Charbel Massaad est médecin, il a vécu la misère des gens de près. «La priorité va être d’améliorer le quotidien des gens, affirme-t-il. Je vais porter au Parlement leur souffrance. Il faut mettre en priorité la santé et la justice pour les victimes du 4 août, mais il faut également renforcer l’armée libanaise à tout prix, pour affaiblir les armes du Hezbollah. Plus nous serons nombreux, plus nous aurons des chances de nous faire entendre.» Mais pour Charbel Massaad, le plus grand défi est de retenir les Libanais au pays. «Aujourd’hui, comment faire revenir les Libanais qui sont partis au cours des deux dernières années?» se désole-t-il.
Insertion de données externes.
//! 能量罐（Energy Tank）
//!
//! 以标量储能 E（状态量 x_t = sqrt(2E)）约束变阻抗参数变化向系统注入的能量：
//! 阻尼耗散的能量按效率 eta 回收进罐，参数变化请求的功率从罐中扣除。
//! 罐能量接近 E_min 时，注入通道的缩放系数 alpha 平滑降为 0。
//!
//! # 使用示例
//!
//! ```rust
//! use comply_core::tank::EnergyTank;
//! use comply_core::config::TankConfig;
//!
//! let mut tank = EnergyTank::new(&TankConfig::default(), 0.01);
//! // 一个通道：请求功率 0.1W，同时阻尼耗散 0.05W
//! let alpha = tank.update(&[0.1], &[0.05])[0];
//! assert!(alpha > 0.0 && alpha <= 1.0);
//! ```

use crate::config::TankConfig;
use std::f64::consts::PI;
use tracing::trace;

/// x_t 低于此值时改用能量形式积分，避免 1/x_t 发散
const X_T_FLOOR: f64 = 1e-6;

/// 能量罐
#[derive(Debug, Clone, PartialEq)]
pub struct EnergyTank {
    x_t: f64,
    min_energy: f64,
    max_energy: f64,
    eta: f64,
    dt: f64,
    alpha: Vec<f64>,
}

impl EnergyTank {
    /// 创建能量罐
    ///
    /// # 参数
    /// - `config`: 初始能量、上下界与回收效率
    /// - `dt`: 积分步长（秒）
    pub fn new(config: &TankConfig, dt: f64) -> Self {
        let initial = config.initial_energy.clamp(0.0, config.max_energy);
        Self {
            x_t: (2.0 * initial).sqrt(),
            min_energy: config.min_energy,
            max_energy: config.max_energy,
            eta: config.eta,
            dt,
            alpha: Vec::new(),
        }
    }

    /// 当前储能 E = 0.5·x_t²
    pub fn energy(&self) -> f64 {
        0.5 * self.x_t * self.x_t
    }

    pub fn x_t(&self) -> f64 {
        self.x_t
    }

    pub fn min_energy(&self) -> f64 {
        self.min_energy
    }

    pub fn max_energy(&self) -> f64 {
        self.max_energy
    }

    /// 平滑激活函数 f(E) = 0.5·(1 − cos(π·(E − E_min)/(E_max − E_min)))
    ///
    /// E ≤ E_min 时为 0，E ≥ E_max 时为 1。
    pub fn activation(&self) -> f64 {
        let span = self.max_energy - self.min_energy;
        if span <= 0.0 {
            return 0.0;
        }
        let ratio = ((self.energy() - self.min_energy) / span).clamp(0.0, 1.0);
        0.5 * (1.0 - (PI * ratio).cos())
    }

    /// 最近一次更新的各通道缩放系数
    pub fn alphas(&self) -> &[f64] {
        &self.alpha
    }

    /// 推进一步并返回各通道的缩放系数 alpha
    ///
    /// # 参数
    /// - `inputs`: 各通道请求的功率（正值为从罐中取能）
    /// - `dissipations`: 各通道的耗散功率（回收进罐）
    ///
    /// alpha 基于本步积分前的储能计算；功率为负（向系统外释放）的通道 alpha 恒为 1。
    pub fn update(&mut self, inputs: &[f64], dissipations: &[f64]) -> &[f64] {
        let energy = self.energy();
        let beta = if energy <= self.max_energy { 1.0 } else { 0.0 };
        let activation = self.activation();

        self.alpha.resize(inputs.len(), 1.0);
        let mut power = 0.0;
        for (alpha, &input) in self.alpha.iter_mut().zip(inputs) {
            let gate = if input > 0.0 { 1.0 } else { 0.0 };
            *alpha = activation * gate + (1.0 - gate);
            if energy >= self.min_energy && input >= 0.0 {
                power += *alpha * input;
            }
        }

        let dissipation: f64 = dissipations.iter().map(|d| d.max(0.0)).sum();

        if self.x_t > X_T_FLOOR {
            let x_t_dot = (beta * self.eta / self.x_t) * dissipation - power / self.x_t;
            self.x_t += x_t_dot * self.dt;
        } else {
            // 罐近乎为空：E' = beta·eta·Diss − w
            let next = energy + (beta * self.eta * dissipation - power) * self.dt;
            self.x_t = (2.0 * next.max(0.0)).sqrt();
        }
        self.x_t = self.x_t.clamp(0.0, (2.0 * self.max_energy).sqrt());

        trace!(
            energy = self.energy(),
            power,
            dissipation,
            "energy tank updated"
        );
        &self.alpha
    }
}

#[cfg(test)]
mod tests {
    use super::*;

    fn tank(initial: f64) -> EnergyTank {
        EnergyTank::new(
            &TankConfig {
                initial_energy: initial,
                min_energy: 0.01,
                max_energy: 0.5,
                eta: 0.8,
            },
            0.01,
        )
    }

    /// 测试激活函数端点
    #[test]
    fn test_activation_endpoints() {
        assert!((tank(0.5).activation() - 1.0).abs() < 1e-12);
        assert_eq!(tank(0.01).activation(), 0.0);
        assert_eq!(tank(0.0).activation(), 0.0);
    }

    /// 测试释放功率（负输入）的通道不受限
    #[test]
    fn test_extraction_always_permitted() {
        let mut t = tank(0.01);
        let alphas = t.update(&[-1.0], &[0.0]);
        assert_eq!(alphas[0], 1.0);
    }

    /// 测试纯耗散时能量单调不减且不超过上界
    #[test]
    fn test_dissipation_fills_tank() {
        let mut t = tank(0.1);
        let mut prev = t.energy();
        for _ in 0..10_000 {
            t.update(&[0.0], &[2.0]);
            assert!(t.energy() >= prev - 1e-12);
            assert!(t.energy() <= 0.5 + 1e-12);
            prev = t.energy();
        }
        assert!((t.energy() - 0.5).abs() < 1e-9);
    }

    /// 测试持续取能时 alpha 随能量下降而严格减小
    #[test]
    fn test_alpha_decreases_toward_min() {
        let mut t = tank(0.5);
        let mut prev_alpha = f64::INFINITY;
        let mut prev_energy = t.energy();
        for _ in 0..200 {
            let alpha = t.update(&[1.0], &[0.0])[0];
            if prev_energy > t.min_energy() {
                assert!(alpha < prev_alpha || alpha == 0.0);
            }
            prev_alpha = alpha;
            prev_energy = t.energy();
        }
        assert!(prev_alpha < 0.05);
        assert!(t.energy() >= 0.0);
    }

    /// 测试空罐时不会产生 NaN
    #[test]
    fn test_empty_tank_is_finite() {
        let mut t = tank(0.0);
        for _ in 0..10 {
            let alpha = t.update(&[1.0, -0.5], &[0.1])[0];
            assert!(alpha.is_finite());
        }
        assert!(t.energy().is_finite());
        assert!(t.energy() > 0.0);
    }
}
Critiqués par de nombreux Libanais pour ne pas avoir fait une liste commune, les indépendantistes auraient pu avoir plus de sièges au Parlement s’ils avaient fait front commun. Certes, une partie de la population est ravie de cette nouvelle vague de députés à l’hémicycle. Mais le scepticisme reste au rendez-vous. La question qui se pose est celle de savoir comment ils réussiront à proposer des réformes et des projets de loi en présence de partis traditionnels connus pour le blocage qu’ils exercent.